I. F. “Can master every passion.”
“Cool and philosophical as a woman (of whom it may be true,); but the passions not only increase in force with the power of the brain but in a higher ratio.”
I. F. “A forfeit! Mathematics are infernal.”
—“ I assure you (it is a secret of mine) that nothing else known among men can cope with feminine logic; but that is magical; the d—l can as well resist holy water.”
I. F. “Brave man ! — when you know there is not a woman within 400 miles.”
“But that only makes us think of them the more. Well, at this news, it was remarkable and quite a study — speaking of ratios — that the faces of the married men were lengthened in proportion to the length of their married life.”
I. F. “Scoffer !”
“ Fairly hit! Return we then to ‘our sheep,’ — I should say our Mexican escort.
Below is the book version of the same dialogue:

Friend. — Where I fear you will scarce be at home tonight. But do give me the news?
“ Two nights ago, I at last got together the caravan merchants; they insisted upon my going on — so I marched fifteen miles next day; and as I approached a camp ground on the river bank, a man ran out and told me that there was a Mexican escort, waiting a few miles above, at the crossing!

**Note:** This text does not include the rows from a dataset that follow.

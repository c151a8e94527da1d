//! Run configuration.
//!
//! The base URL is the only parameter expected from the outside world
//! (`MONKEY_BASE_URL`); every other knob has a default matching the
//! classic monkey-test cadence and can be overridden from the CLI.

use std::time::Duration;

use reqwest::Url;
use serde::{Deserialize, Serialize};

use crate::error::{MonkeyError, Result};

/// Default target application.
pub const DEFAULT_BASE_URL: &str = "http://localhost:8080";

/// User agent sent on every probe request.
pub const DEFAULT_USER_AGENT: &str = "MonkeyTester/1.0";

/// Environment variable holding the base URL.
pub const BASE_URL_ENV: &str = "MONKEY_BASE_URL";

/// Web Monkey run configuration.
#[derive(Debug, Clone, PartialEq, Serialize, Deserialize)]
pub struct MonkeyConfig {
    /// Base URL every probe path is joined against.
    pub base_url: String,
    /// User agent header for the session client.
    pub user_agent: String,
    /// Iterations in the first round.
    pub initial_iterations: u32,
    /// Iterations in every retry round.
    pub retry_iterations: u32,
    /// Maximum number of retry rounds after the first one.
    pub max_rounds: u32,
    /// Pause between rounds, in milliseconds.
    pub retry_pause_ms: u64,
    /// Lower bound of the random inter-probe delay, in milliseconds.
    pub probe_delay_min_ms: u64,
    /// Upper bound of the random inter-probe delay, in milliseconds.
    pub probe_delay_max_ms: u64,
    /// Timeout of the initial reachability check, in seconds.
    pub connect_timeout_secs: u64,
    /// Overall success rate (percent) at which retrying stops.
    pub target_rate: f64,
}

impl Default for MonkeyConfig {
    fn default() -> Self {
        MonkeyConfig {
            base_url: DEFAULT_BASE_URL.to_string(),
            user_agent: DEFAULT_USER_AGENT.to_string(),
            initial_iterations: 5,
            retry_iterations: 3,
            max_rounds: 5,
            retry_pause_ms: 2_000,
            probe_delay_min_ms: 100,
            probe_delay_max_ms: 500,
            connect_timeout_secs: 5,
            target_rate: 100.0,
        }
    }
}

impl MonkeyConfig {
    /// Defaults, with the base URL taken from `MONKEY_BASE_URL` when set.
    pub fn from_env() -> Self {
        let mut config = Self::default();
        if let Ok(url) = std::env::var(BASE_URL_ENV) {
            if !url.trim().is_empty() {
                config.base_url = url.trim().to_string();
            }
        }
        config
    }

    /// Defaults targeting a specific base URL.
    pub fn new(base_url: &str) -> Self {
        MonkeyConfig {
            base_url: base_url.to_string(),
            ..Self::default()
        }
    }

    /// Disable the inter-probe delay (useful in tests).
    pub fn without_delay(mut self) -> Self {
        self.probe_delay_min_ms = 0;
        self.probe_delay_max_ms = 0;
        self
    }

    /// Disable the pause between rounds.
    pub fn without_pause(mut self) -> Self {
        self.retry_pause_ms = 0;
        self
    }

    /// Parse the base URL.
    pub fn parsed_base_url(&self) -> Result<Url> {
        Url::parse(&self.base_url)
            .map_err(|e| MonkeyError::InvalidConfig(format!("base URL {:?}: {}", self.base_url, e)))
    }

    pub fn retry_pause(&self) -> Duration {
        Duration::from_millis(self.retry_pause_ms)
    }

    pub fn connect_timeout(&self) -> Duration {
        Duration::from_secs(self.connect_timeout_secs)
    }

    /// Check the configuration for values that cannot produce a meaningful run.
    pub fn validate(&self) -> Result<()> {
        let url = self.parsed_base_url()?;
        if !matches!(url.scheme(), "http" | "https") {
            return Err(MonkeyError::InvalidConfig(format!(
                "base URL must be http or https, got {}",
                url.scheme()
            )));
        }
        if self.initial_iterations == 0 {
            return Err(MonkeyError::InvalidConfig(
                "initial iterations must be at least 1".to_string(),
            ));
        }
        if self.retry_iterations == 0 {
            return Err(MonkeyError::InvalidConfig(
                "retry iterations must be at least 1".to_string(),
            ));
        }
        if self.probe_delay_min_ms > self.probe_delay_max_ms {
            return Err(MonkeyError::InvalidConfig(format!(
                "probe delay bounds inverted: {}ms > {}ms",
                self.probe_delay_min_ms, self.probe_delay_max_ms
            )));
        }
        if !(0.0..=100.0).contains(&self.target_rate) {
            return Err(MonkeyError::InvalidConfig(format!(
                "target rate must be within 0-100, got {}",
                self.target_rate
            )));
        }
        Ok(())
    }
}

This sudden and — of late — wholly unthought of news nearly took my breath. Joy, and disappointment — of wild and dreamy adventures — had an agitating struggle in my breast; but home-feelings soon reconciled me to Destiny; the brain — “
Friend. — Can master every passion ?
“Cool and philosophical as a woman (of whom it may be true); but the passions not only increase in force with the power of the brain, but in a higher ratio.”
Friend. — No mathematics either, if you please, they are infernal.
“ I assure you (it is a secret of mine) that nothing else known among men can cope with feminine logic; but that is magical; the d — l can as well resist holy water. Well, at this news, it was remarkable and quite a study — speaking of ratios — that the faces of the married men were lengthened in proportion to the length of their married life.”
Friend, — Scoffer !
“ Fairly hit! Return we then to our sheep, — I should say our Mexican escort….
This section of the narrative displays something very like the “balloon method,” as Walter E. Bezanson wonderfully pictured it, that Melville would use when rewriting source material in Israel Potter (1854-5).1
Bezanson likened Melville’s invented scenes in Israel Potter, frequently rich in comic dialogue, to a hot-air balloon that rises above the earth for a spell while staying connected to the ground. As a prime example of the balloon method, Bezanson gave the playful, flirtatious conversation of John Paul Jones in dialogue with the Countess of Selkirk.
“The same kind of balloon method — free flight, but a strong cord back to the source — marks the St. Mary’s Isle episode.”
Figuratively speaking, Melville’s dialogic flight of fancy is the balloon, his source-text the solid ground, his borrowed words the tether connecting fantasy to reality.
Back on the prairie, a very Melvillean interplay of close borrowing and ballooning through invented dialogue occurs in both versions of the exchange quoted above. Demonstrably, certain factual details in the narrator’s part of the dialogue derive from the official report submitted on October 26, 1843 by Philip St. George Cooke.2 Text in bold indicates shared content.
Source (1843)
October 1st. I was twenty-five miles below the crossing…. I now assembled the principal traders and demanded of them if they desired escort beyond the boundary…they demanded escort to a point about 150 miles beyond the crossing; and said I would be welcome in Santa Fe. October 3d…. I marched to within 9 miles of the crossing; and learned as I was selecting my camp ground, that a Mexican force had arrived at the river the night before.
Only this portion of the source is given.